In some places in Europe there has been “exclusion,” Vineyard Wind director of public affairs Nathaniel Mayo said, but for “far more dense” wind farms. He described Vineyard Wind 1’s turbine spacing of one nautical mile by one nautical mile as different, the most sparse offshore lease configuration yet conceived.
Initially, he declared assuredly that insurers wouldn’t block vessels from transiting. “That’s not going to be the approach, and hasn’t been the approach, and won’t be the approach that the U.S. takes,” he said. However, he softened that stance a few moments later.
“With one-nautical-mile separation, is that a concern that’s going to make insurers wary?” he asked. “I would put that against the context of the active fishing that has occurred in Europe around European offshore wind facilities … I’m not a marine insurer … and I know there’s been a lot of discussion about this, but stepping back, it seems unlikely.”
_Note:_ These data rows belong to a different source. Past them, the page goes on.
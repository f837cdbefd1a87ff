//! ALSA capture feeding an Opus sample track

use alsa::pcm::{Access, Format, Frames, HwParams, State, IO};
use alsa::{Direction, ValueOr, PCM};
use std::sync::atomic::{AtomicBool, Ordering};
use std::sync::Arc;
use tokio::runtime::Handle;
use tokio::sync::oneshot;
use tracing::{debug, error, info, warn};
use webrtc::api::media_engine::MIME_TYPE_OPUS;
use webrtc::media::Sample;
use webrtc::rtp_transceiver::rtp_codec::RTCRtpCodecCapability;
use webrtc::track::track_local::track_local_static_sample::TrackLocalStaticSample;
use webrtc::track::track_local::TrackLocal;

use super::encoder::{OpusConfig, OpusEncoder};
use crate::error::{AppError, Result};
use crate::media::{AudioCodecParams, DeviceKind, MediaTrack, SampleTrack};

/// ALSA capture configuration
#[derive(Debug, Clone)]
pub struct AudioCaptureConfig {
    /// ALSA device name (e.g. "hw:0,0" or "default")
    pub device_name: String,
    pub sample_rate: u32,
    pub channels: u32,
    /// Samples per channel per read, one Opus frame
    pub frame_size: u32,
    /// Buffer size in frames
    pub buffer_frames: u32,
    /// Period size in frames
    pub period_frames: u32,
}

impl AudioCaptureConfig {
    pub fn new(device_name: &str, opus: &OpusConfig) -> Self {
        let frame_size = opus.frame_size() as u32;
        Self {
            device_name: device_name.to_string(),
            sample_rate: opus.sample_rate,
            channels: opus.channels,
            frame_size,
            buffer_frames: 4096,
            period_frames: frame_size,
        }
    }

    /// Interleaved samples per frame
    pub fn samples_per_frame(&self) -> usize {
        (self.frame_size * self.channels) as usize
    }
}

/// Open and configure a PCM for S16 interleaved capture
fn open_pcm(config: &AudioCaptureConfig) -> Result<PCM> {
    let pcm = PCM::new(&config.device_name, Direction::Capture, false).map_err(|e| {
        AppError::Capture(format!(
            "Failed to open audio device {}: {}",
            config.device_name, e
        ))
    })?;

    {
        let hwp = HwParams::any(&pcm)
            .map_err(|e| AppError::Capture(format!("Failed to get HwParams: {}", e)))?;
        hwp.set_channels(config.channels)
            .map_err(|e| AppError::Capture(format!("Failed to set channels: {}", e)))?;
        hwp.set_rate(config.sample_rate, ValueOr::Nearest)
            .map_err(|e| AppError::Capture(format!("Failed to set sample rate: {}", e)))?;
        hwp.set_format(Format::s16())
            .map_err(|e| AppError::Capture(format!("Failed to set format: {}", e)))?;
        hwp.set_access(Access::RWInterleaved)
            .map_err(|e| AppError::Capture(format!("Failed to set access: {}", e)))?;
        hwp.set_buffer_size_near(config.buffer_frames as Frames)
            .map_err(|e| AppError::Capture(format!("Failed to set buffer size: {}", e)))?;
        hwp.set_period_size_near(config.period_frames as Frames, ValueOr::Nearest)
            .map_err(|e| AppError::Capture(format!("Failed to set period size: {}", e)))?;
        pcm.hw_params(&hwp)
            .map_err(|e| AppError::Capture(format!("Failed to apply hw params: {}", e)))?;
    }

    let actual_rate = pcm
        .hw_params_current()
        .map(|h| h.get_rate().unwrap_or(config.sample_rate))
        .unwrap_or(config.sample_rate);
    info!(
        "Audio capture configured on {}: {}Hz {}ch (requested {}Hz)",
        config.device_name, actual_rate, config.channels, config.sample_rate
    );

    pcm.prepare()
        .map_err(|e| AppError::Capture(format!("Failed to prepare PCM: {}", e)))?;

    Ok(pcm)
}

/// Opus track captured from one ALSA device
pub struct OpusCaptureTrack {
    inner: SampleTrack,
    device_name: String,
}

impl OpusCaptureTrack {
    /// Open the device and start the capture loop.
    ///
    /// Returns once the device is configured; open failures are returned
    /// here rather than from the loop.
    pub async fn open(device_name: &str, params: &AudioCodecParams) -> Result<Arc<Self>> {
        let opus = OpusConfig::from_params(params);
        let capability = RTCRtpCodecCapability {
            mime_type: MIME_TYPE_OPUS.to_string(),
            clock_rate: opus.sample_rate,
            channels: opus.channels as u16,
            sdp_fmtp_line: "minptime=10;useinbandfec=1".to_string(),
            rtcp_feedback: vec![],
        };

        let track = Arc::new(Self {
            inner: SampleTrack::new("audio", DeviceKind::AudioInput, capability),
            device_name: device_name.to_string(),
        });

        let config = AudioCaptureConfig::new(device_name, &opus);
        let sink = track.inner.sample_track();
        let stop_flag = track.inner.stop_flag();
        let handle = Handle::current();
        let (ready_tx, ready_rx) = oneshot::channel();

        tokio::task::spawn_blocking(move || {
            capture_loop(config, opus, sink, stop_flag, handle, ready_tx);
        });

        match ready_rx.await {
            Ok(Ok(())) => {
                info!("Audio capture started on {}", device_name);
                Ok(track)
            }
            Ok(Err(e)) => Err(e),
            Err(_) => Err(AppError::Capture(format!(
                "Audio capture on {} exited during startup",
                device_name
            ))),
        }
    }
}

impl MediaTrack for OpusCaptureTrack {
    fn id(&self) -> &str {
        self.inner.id()
    }

    fn kind(&self) -> DeviceKind {
        DeviceKind::AudioInput
    }

    fn track_local(&self) -> Arc<dyn TrackLocal + Send + Sync> {
        self.inner.track_local()
    }

    fn close(&self) -> Result<()> {
        if !self.inner.is_closed() {
            info!("Stopping audio capture on {}", self.device_name);
        }
        self.inner.close()
    }

    fn is_closed(&self) -> bool {
        self.inner.is_closed()
    }
}

fn capture_loop(
    config: AudioCaptureConfig,
    opus: OpusConfig,
    sink: Arc<TrackLocalStaticSample>,
    stop_flag: Arc<AtomicBool>,
    handle: Handle,
    ready: oneshot::Sender<Result<()>>,
) {
    let opened = open_pcm(&config).and_then(|pcm| Ok((pcm, OpusEncoder::new(opus)?)));
    let (pcm, mut encoder) = match opened {
        Ok(v) => {
            let _ = ready.send(Ok(()));
            v
        }
        Err(e) => {
            let _ = ready.send(Err(e));
            return;
        }
    };

    if let Err(e) = run_capture(&config, &pcm, &mut encoder, &sink, &stop_flag, &handle) {
        error!("Audio capture error on {}: {}", config.device_name, e);
    }
    debug!("Audio capture loop on {} exited", config.device_name);
}

fn run_capture(
    config: &AudioCaptureConfig,
    pcm: &PCM,
    encoder: &mut OpusEncoder,
    sink: &TrackLocalStaticSample,
    stop_flag: &AtomicBool,
    handle: &Handle,
) -> Result<()> {
    let samples_per_frame = config.samples_per_frame();
    let mut samples = vec![0i16; samples_per_frame];
    // Samples accumulated towards one full Opus frame
    let mut filled = 0usize;

    while !stop_flag.load(Ordering::Relaxed) {
        match pcm.state() {
            State::XRun => {
                warn!("Audio buffer overrun, recovering");
                let _ = pcm.prepare();
                continue;
            }
            State::Suspended => {
                warn!("Audio device suspended, recovering");
                let _ = pcm.resume();
                continue;
            }
            _ => {}
        }

        // io_bytes works on USB devices that lack mmap support
        let io: IO<u8> = pcm.io_bytes();
        let buffer: &mut [u8] = bytemuck::cast_slice_mut(&mut samples[filled..]);
        match io.readi(buffer) {
            Ok(0) => continue,
            Ok(frames_read) => {
                filled += frames_read * config.channels as usize;
                if filled < samples_per_frame {
                    continue;
                }
                filled = 0;

                let frame = encoder.encode(&samples)?;
                let sample = Sample {
                    data: frame.data,
                    duration: frame.duration,
                    ..Default::default()
                };
                if let Err(e) = handle.block_on(sink.write_sample(&sample)) {
                    debug!("Failed to write audio sample: {}", e);
                }
            }
            Err(e) => {
                warn!("Audio read failed: {}, recovering", e);
                pcm.try_recover(e, true)
                    .map_err(|e| AppError::Capture(format!("Audio read failed: {}", e)))?;
                filled = 0;
            }
        }
    }

    Ok(())
}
However, Annie Hawkins, executive director of the Responsible Offshore Development Alliance (RODA), a coalition representing fishermen, recently told The Times she felt it was an unknown if insurers would allow vessels to travel inside Vineyard Wind 1 or the farms that will come after that project
“The underwriters won’t answer the question,” Hawkins said.
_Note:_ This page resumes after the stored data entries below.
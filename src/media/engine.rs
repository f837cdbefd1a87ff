//! Capture/encode engine

use async_trait::async_trait;
use thiserror::Error;
use tracing::{info, warn};

use super::track::{MediaStream, SharedTrack};
use super::types::{DeviceInfo, MediaConstraints};
use crate::audio::{self, OpusCaptureTrack};
use crate::video::{self, H264CaptureTrack};

/// A failed capture request.
///
/// Tracks that were opened before the failure are handed back in `partial`;
/// the caller owns them and must close them.
#[derive(Error)]
#[error("{message}")]
pub struct CaptureError {
    pub message: String,
    pub partial: Vec<SharedTrack>,
}

impl CaptureError {
    pub fn new(message: impl Into<String>) -> Self {
        Self {
            message: message.into(),
            partial: Vec::new(),
        }
    }

    pub fn with_partial(message: impl Into<String>, partial: Vec<SharedTrack>) -> Self {
        Self {
            message: message.into(),
            partial,
        }
    }
}

impl std::fmt::Debug for CaptureError {
    fn fmt(&self, f: &mut std::fmt::Formatter<'_>) -> std::fmt::Result {
        f.debug_struct("CaptureError")
            .field("message", &self.message)
            .field("partial", &self.partial.len())
            .finish()
    }
}

/// Opens capture devices and produces encoded tracks
#[async_trait]
pub trait CaptureEngine: Send + Sync {
    /// Snapshot of the available capture devices
    fn enumerate_devices(&self) -> Vec<DeviceInfo>;

    /// Open the requested devices and start producing tracks
    async fn get_user_media(
        &self,
        constraints: &MediaConstraints,
    ) -> std::result::Result<MediaStream, CaptureError>;
}

/// V4L2/H.264 video and ALSA/Opus audio
#[derive(Debug, Default)]
pub struct SystemCaptureEngine;

impl SystemCaptureEngine {
    pub fn new() -> Self {
        Self
    }
}

#[async_trait]
impl CaptureEngine for SystemCaptureEngine {
    fn enumerate_devices(&self) -> Vec<DeviceInfo> {
        let mut devices = Vec::new();

        match video::enumerate_video_devices() {
            Ok(found) => devices.extend(found),
            Err(e) => warn!("Video device enumeration failed: {}", e),
        }
        match audio::enumerate_audio_devices() {
            Ok(found) => devices.extend(found),
            Err(e) => warn!("Audio device enumeration failed: {}", e),
        }

        info!("Enumerated {} capture devices", devices.len());
        devices
    }

    async fn get_user_media(
        &self,
        constraints: &MediaConstraints,
    ) -> std::result::Result<MediaStream, CaptureError> {
        if constraints.is_empty() {
            return Err(CaptureError::new("no devices requested"));
        }

        let mut tracks: Vec<SharedTrack> = Vec::new();

        if let Some(ref video) = constraints.video {
            let track = H264CaptureTrack::open(&video.device_id, &video.params)
                .await
                .map_err(|e| CaptureError::new(e.to_string()))?;
            tracks.push(track);
        }

        if let Some(ref audio) = constraints.audio {
            match OpusCaptureTrack::open(&audio.device_id, &audio.params).await {
                Ok(track) => tracks.push(track),
                Err(e) => return Err(CaptureError::with_partial(e.to_string(), tracks)),
            }
        }

        Ok(MediaStream::new(tracks))
    }
}
//! Closed table of supported algorithms and their static properties.
//!
//! Every property here is a pure function of [`AlgorithmId`]; key metadata
//! copies these values at creation time and never recomputes them.

use crate::error::CryptoError;
use serde::{Deserialize, Serialize};
use std::fmt;
use std::str::FromStr;

#[derive(Debug, Clone, Copy, PartialEq, Eq, Hash, PartialOrd, Ord, Serialize, Deserialize)]
pub enum AlgorithmId {
    #[serde(rename = "RSA-OAEP")]
    RsaOaep,
    #[serde(rename = "ECDH")]
    Ecdh,
    #[serde(rename = "ML-KEM-512")]
    MlKem512,
    #[serde(rename = "ML-KEM-768")]
    MlKem768,
    #[serde(rename = "ML-KEM-1024")]
    MlKem1024,
    #[serde(rename = "CRYSTALS-Dilithium")]
    Dilithium,
    #[serde(rename = "SPHINCS+")]
    SphincsPlus,
    #[serde(rename = "Hybrid-RSA-ML-KEM")]
    HybridRsaMlKem,
    #[serde(rename = "Hybrid-ECDH-ML-KEM")]
    HybridEcdhMlKem,
}

/// Квантовая стойкость алгоритма
#[derive(Debug, Clone, Copy, PartialEq, Eq, Hash, Serialize, Deserialize)]
#[serde(rename_all = "kebab-case")]
pub enum SecurityLevel {
    QuantumVulnerable,
    QuantumResistant,
    QuantumSafe,
    Hybrid,
}

/// Грубая шкала стойкости
#[derive(Debug, Clone, Copy, PartialEq, Eq, Hash, PartialOrd, Ord, Serialize, Deserialize)]
#[serde(rename_all = "lowercase")]
pub enum SecurityTier {
    Low,
    Medium,
    High,
    Maximum,
}

#[derive(Debug, Clone, Copy, PartialEq, Eq, Hash, Serialize, Deserialize)]
#[serde(rename_all = "kebab-case")]
pub enum KeyUsage {
    Encryption,
    Signing,
    KeyExchange,
}

#[derive(Debug, Clone, Copy, PartialEq, Eq, Hash, Serialize, Deserialize)]
#[serde(rename_all = "kebab-case")]
pub enum AlgorithmFamily {
    Classical,
    PostQuantum,
    Hybrid,
}

impl AlgorithmId {
    pub const ALL: [AlgorithmId; 9] = [
        AlgorithmId::RsaOaep,
        AlgorithmId::Ecdh,
        AlgorithmId::MlKem512,
        AlgorithmId::MlKem768,
        AlgorithmId::MlKem1024,
        AlgorithmId::Dilithium,
        AlgorithmId::SphincsPlus,
        AlgorithmId::HybridRsaMlKem,
        AlgorithmId::HybridEcdhMlKem,
    ];

    pub fn as_str(&self) -> &'static str {
        match self {
            AlgorithmId::RsaOaep => "RSA-OAEP",
            AlgorithmId::Ecdh => "ECDH",
            AlgorithmId::MlKem512 => "ML-KEM-512",
            AlgorithmId::MlKem768 => "ML-KEM-768",
            AlgorithmId::MlKem1024 => "ML-KEM-1024",
            AlgorithmId::Dilithium => "CRYSTALS-Dilithium",
            AlgorithmId::SphincsPlus => "SPHINCS+",
            AlgorithmId::HybridRsaMlKem => "Hybrid-RSA-ML-KEM",
            AlgorithmId::HybridEcdhMlKem => "Hybrid-ECDH-ML-KEM",
        }
    }

    pub fn family(&self) -> AlgorithmFamily {
        match self {
            AlgorithmId::RsaOaep | AlgorithmId::Ecdh => AlgorithmFamily::Classical,
            AlgorithmId::MlKem512
            | AlgorithmId::MlKem768
            | AlgorithmId::MlKem1024
            | AlgorithmId::Dilithium
            | AlgorithmId::SphincsPlus => AlgorithmFamily::PostQuantum,
            AlgorithmId::HybridRsaMlKem | AlgorithmId::HybridEcdhMlKem => AlgorithmFamily::Hybrid,
        }
    }

    pub fn security_level(&self) -> SecurityLevel {
        match self {
            AlgorithmId::RsaOaep | AlgorithmId::Ecdh => SecurityLevel::QuantumVulnerable,
            AlgorithmId::MlKem512 => SecurityLevel::QuantumResistant,
            AlgorithmId::MlKem768
            | AlgorithmId::MlKem1024
            | AlgorithmId::Dilithium
            | AlgorithmId::SphincsPlus => SecurityLevel::QuantumSafe,
            AlgorithmId::HybridRsaMlKem | AlgorithmId::HybridEcdhMlKem => SecurityLevel::Hybrid,
        }
    }

    pub fn security_tier(&self) -> SecurityTier {
        match self {
            AlgorithmId::RsaOaep | AlgorithmId::Ecdh => SecurityTier::Low,
            AlgorithmId::MlKem512 => SecurityTier::Medium,
            AlgorithmId::MlKem768
            | AlgorithmId::Dilithium
            | AlgorithmId::HybridRsaMlKem
            | AlgorithmId::HybridEcdhMlKem => SecurityTier::High,
            AlgorithmId::MlKem1024 | AlgorithmId::SphincsPlus => SecurityTier::Maximum,
        }
    }

    /// Hybrid schemes count as quantum-safe: they hold as long as the
    /// post-quantum half holds.
    pub fn is_quantum_safe(&self) -> bool {
        self.security_level() != SecurityLevel::QuantumVulnerable
    }

    pub fn is_nist_approved(&self) -> bool {
        match self {
            // FIPS 203 / 204 / 205
            AlgorithmId::MlKem512
            | AlgorithmId::MlKem768
            | AlgorithmId::MlKem1024
            | AlgorithmId::Dilithium
            | AlgorithmId::SphincsPlus => true,
            // SP 800-56B / SP 800-56A
            AlgorithmId::RsaOaep | AlgorithmId::Ecdh => true,
            AlgorithmId::HybridRsaMlKem | AlgorithmId::HybridEcdhMlKem => false,
        }
    }

    pub fn key_usage(&self) -> KeyUsage {
        match self {
            AlgorithmId::RsaOaep | AlgorithmId::HybridRsaMlKem => KeyUsage::Encryption,
            AlgorithmId::Dilithium | AlgorithmId::SphincsPlus => KeyUsage::Signing,
            AlgorithmId::Ecdh
            | AlgorithmId::MlKem512
            | AlgorithmId::MlKem768
            | AlgorithmId::MlKem1024
            | AlgorithmId::HybridEcdhMlKem => KeyUsage::KeyExchange,
        }
    }
}

impl fmt::Display for AlgorithmId {
    fn fmt(&self, f: &mut fmt::Formatter<'_>) -> fmt::Result {
        f.write_str(self.as_str())
    }
}

impl FromStr for AlgorithmId {
    type Err = CryptoError;

    fn from_str(s: &str) -> Result<Self, Self::Err> {
        AlgorithmId::ALL
            .iter()
            .copied()
            .find(|alg| alg.as_str().eq_ignore_ascii_case(s))
            .ok_or_else(|| CryptoError::AlgorithmNotSupported(s.to_string()))
    }
}

impl fmt::Display for SecurityLevel {
    fn fmt(&self, f: &mut fmt::Formatter<'_>) -> fmt::Result {
        let name = match self {
            SecurityLevel::QuantumVulnerable => "quantum-vulnerable",
            SecurityLevel::QuantumResistant => "quantum-resistant",
            SecurityLevel::QuantumSafe => "quantum-safe",
            SecurityLevel::Hybrid => "hybrid",
        };
        f.write_str(name)
    }
}

#[cfg(test)]
mod tests {
    use super::*;

    #[test]
    fn test_name_roundtrip() {
        for alg in AlgorithmId::ALL {
            assert_eq!(alg.as_str().parse::<AlgorithmId>().unwrap(), alg);
            let json = serde_json::to_string(&alg).unwrap();
            assert_eq!(json, format!("\"{}\"", alg.as_str()));
        }
        assert!("DES".parse::<AlgorithmId>().is_err());
    }

    #[test]
    fn test_quantum_safety_table() {
        assert!(!AlgorithmId::RsaOaep.is_quantum_safe());
        assert!(!AlgorithmId::Ecdh.is_quantum_safe());
        assert!(AlgorithmId::MlKem512.is_quantum_safe());
        assert!(AlgorithmId::HybridEcdhMlKem.is_quantum_safe());
        assert_eq!(AlgorithmId::MlKem512.security_level(), SecurityLevel::QuantumResistant);
        assert_eq!(AlgorithmId::HybridRsaMlKem.security_level(), SecurityLevel::Hybrid);
        assert_eq!(AlgorithmId::MlKem1024.security_tier(), SecurityTier::Maximum);
    }

    #[test]
    fn test_key_usage_by_family() {
        assert_eq!(AlgorithmId::Dilithium.key_usage(), KeyUsage::Signing);
        assert_eq!(AlgorithmId::RsaOaep.key_usage(), KeyUsage::Encryption);
        assert_eq!(AlgorithmId::MlKem768.key_usage(), KeyUsage::KeyExchange);
        assert!(!AlgorithmId::HybridEcdhMlKem.is_nist_approved());
    }
}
At the Friday meeting, Mayo pointed out fishing input into the offshore lease areas has been ongoing since 2009.
He noted that originally, a much larger lease area was under consideration. Scallops and sea duck habitat were among the factors that reduced the lease area size “before the developer even entered the room.”
In 2017, he said, Vineyard Wind 1 had a larger envelope, as it consisted of “upwards” of 106 turbines. That shrank to 84 turbines, and then 62 turbines, he said.
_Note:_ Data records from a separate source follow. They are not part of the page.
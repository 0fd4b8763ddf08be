//! Криптографический модуль
//!
//! # Архитектура
//!
//! ```text
//! ┌─────────────────────────────────────────────────────────────┐
//! │                 Application / SecureMessenger               │
//! └─────────────────────────────────────────────────────────────┘
//!            │                    │                    │
//!            ▼                    ▼                    ▼
//! ┌────────────────────┐ ┌──────────────────┐ ┌──────────────────┐
//! │  ProviderFactory   │ │ KeyManagement-   │ │ SecurityMonitor  │
//! │  - cache           │ │ Service          │ │ - threat score   │
//! │  - fallback chain  │ │ - lifecycle      │ │ - audit reports  │
//! │  - recommendation  │ │ - rotation       │ │                  │
//! └────────────────────┘ └──────────────────┘ └──────────────────┘
//!            │                    │
//!            └─────────┬──────────┘
//!                      ▼
//! ┌─────────────────────────────────────────────────────────────┐
//! │              Provider (Crypto-Agility, tagged union)        │
//! │  - RSA-OAEP, ECDH (envelope)                                │
//! │  - ML-KEM-512/768/1024, CRYSTALS-Dilithium                  │
//! │  - Hybrid-RSA-ML-KEM, Hybrid-ECDH-ML-KEM                    │
//! └─────────────────────────────────────────────────────────────┘
//! ```
//!
//! ## Модули
//!
//! ### Core
//! - [`algorithm`]: закрытый набор алгоритмов и их свойства
//! - [`provider`]: CryptoProvider + capability traits, enum [`Provider`]
//!
//! ### Implementations
//! - [`suites`]: конкретные провайдеры
//! - [`envelope`]: формат конверта ephemeral key ‖ nonce ‖ ciphertext
//!
//! ### Services
//! - [`factory`]: кэш провайдеров и цепочка fallback
//! - [`keys`]: жизненный цикл ключей
//! - [`policy`], [`events`]: политики ротации и журнал событий
//! - `master_key`: экспорт/импорт ключей под паролем

use crate::crypto::algorithm::{SecurityLevel, SecurityTier};
use serde::{Deserialize, Serialize};
use sha2::{Digest, Sha256};
use std::fmt;
use zeroize::{Zeroize, ZeroizeOnDrop};

pub mod algorithm;
pub mod provider;
pub mod suites;
pub mod envelope;
pub mod factory;
pub mod policy;
pub mod events;
pub mod keys;
pub mod master_key;

pub use algorithm::AlgorithmId;
pub use provider::{CryptoProvider, KemCapable, Provider, SignatureCapable};

/// Пара ключей в сериализованном виде.
///
/// Формат байтов определяется алгоритмом (SPKI/PKCS#8 для классических,
/// сырые байты pqcrypto для ML-KEM и Dilithium, составной для гибридов).
#[derive(Clone, Zeroize, ZeroizeOnDrop)]
pub struct KeyPair {
    #[zeroize(skip)]
    algorithm: AlgorithmId,
    public_key: Vec<u8>,
    private_key: Vec<u8>,
}

impl KeyPair {
    pub fn new(algorithm: AlgorithmId, public_key: Vec<u8>, private_key: Vec<u8>) -> Self {
        Self {
            algorithm,
            public_key,
            private_key,
        }
    }

    pub fn algorithm(&self) -> AlgorithmId {
        self.algorithm
    }

    pub fn public_key(&self) -> &[u8] {
        &self.public_key
    }

    pub fn private_key(&self) -> &[u8] {
        &self.private_key
    }

    /// Short SHA-256 fingerprint of the public half, safe to log.
    pub fn fingerprint(&self) -> String {
        let digest = Sha256::digest(&self.public_key);
        hex::encode(&digest[..8])
    }
}

impl fmt::Debug for KeyPair {
    fn fmt(&self, f: &mut fmt::Formatter<'_>) -> fmt::Result {
        f.debug_struct("KeyPair")
            .field("algorithm", &self.algorithm)
            .field("fingerprint", &self.fingerprint())
            .finish_non_exhaustive()
    }
}

/// Возможности провайдера
#[derive(Debug, Clone, Copy, PartialEq, Eq, Hash, Serialize, Deserialize)]
#[serde(rename_all = "kebab-case")]
pub enum Feature {
    Encryption,
    KeyEncapsulation,
    Signatures,
    HybridComposition,
    QuantumMigration,
}

/// Static description of a provider.
#[derive(Debug, Clone, PartialEq, Eq, Serialize, Deserialize)]
#[serde(rename_all = "camelCase")]
pub struct CryptoConfig {
    pub algorithm: AlgorithmId,
    /// Public key size in bytes
    pub key_size: usize,
    pub security_level: SecurityLevel,
    pub security_tier: SecurityTier,
    pub quantum_safe: bool,
    pub features: Vec<Feature>,
}

impl CryptoConfig {
    pub(crate) fn describe(
        algorithm: AlgorithmId,
        key_size: usize,
        features: Vec<Feature>,
    ) -> Self {
        Self {
            algorithm,
            key_size,
            security_level: algorithm.security_level(),
            security_tier: algorithm.security_tier(),
            quantum_safe: algorithm.is_quantum_safe(),
            features,
        }
    }

    pub fn supports(&self, feature: Feature) -> bool {
        self.features.contains(&feature)
    }
}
And discussion with fishermen and regulators helped Vineyard Wind and other developers arrive at “one by one nautical mile east-west spacing,” which he described as a “majorly significant” outcome.
“As far as the fundamentals of design,” Mayo said, “fishing interests have had more input in terms of development of Vineyard Wind 1, and sort of the trajectory of this industry, than nearly any other stakeholder.”
He said going forward, there will be a shared marine environment. “There will be use and there will be conflicts, but we’ve worked hard to mitigate those,” he said.
He pointed out Vineyard Wind has given tens of millions of dollars toward research dedicated to environmental mitigation efforts.
On another note, Dana Rebiero, Massachusetts community liaison for Vineyard Wind, highlighted the job creation expected for New Bedford. New Bedford will be the staging area for the construction of Vineyard Wind 1.
Rebiero said she’s received positive feedback from the local longshoremen’s union. “They’re going to have a whole new industry to work in,” Rebiero said. “This is reinvigorating what they do.”
Asked what the total cost of the project will be, Mayo said he couldn’t provide a specific figure himself, but based on conjecture from industry watchers, the cost the figure was “in the realm of $2.5 billion,” or as he put it, “what people typically are citing as the cost for a project of this size.”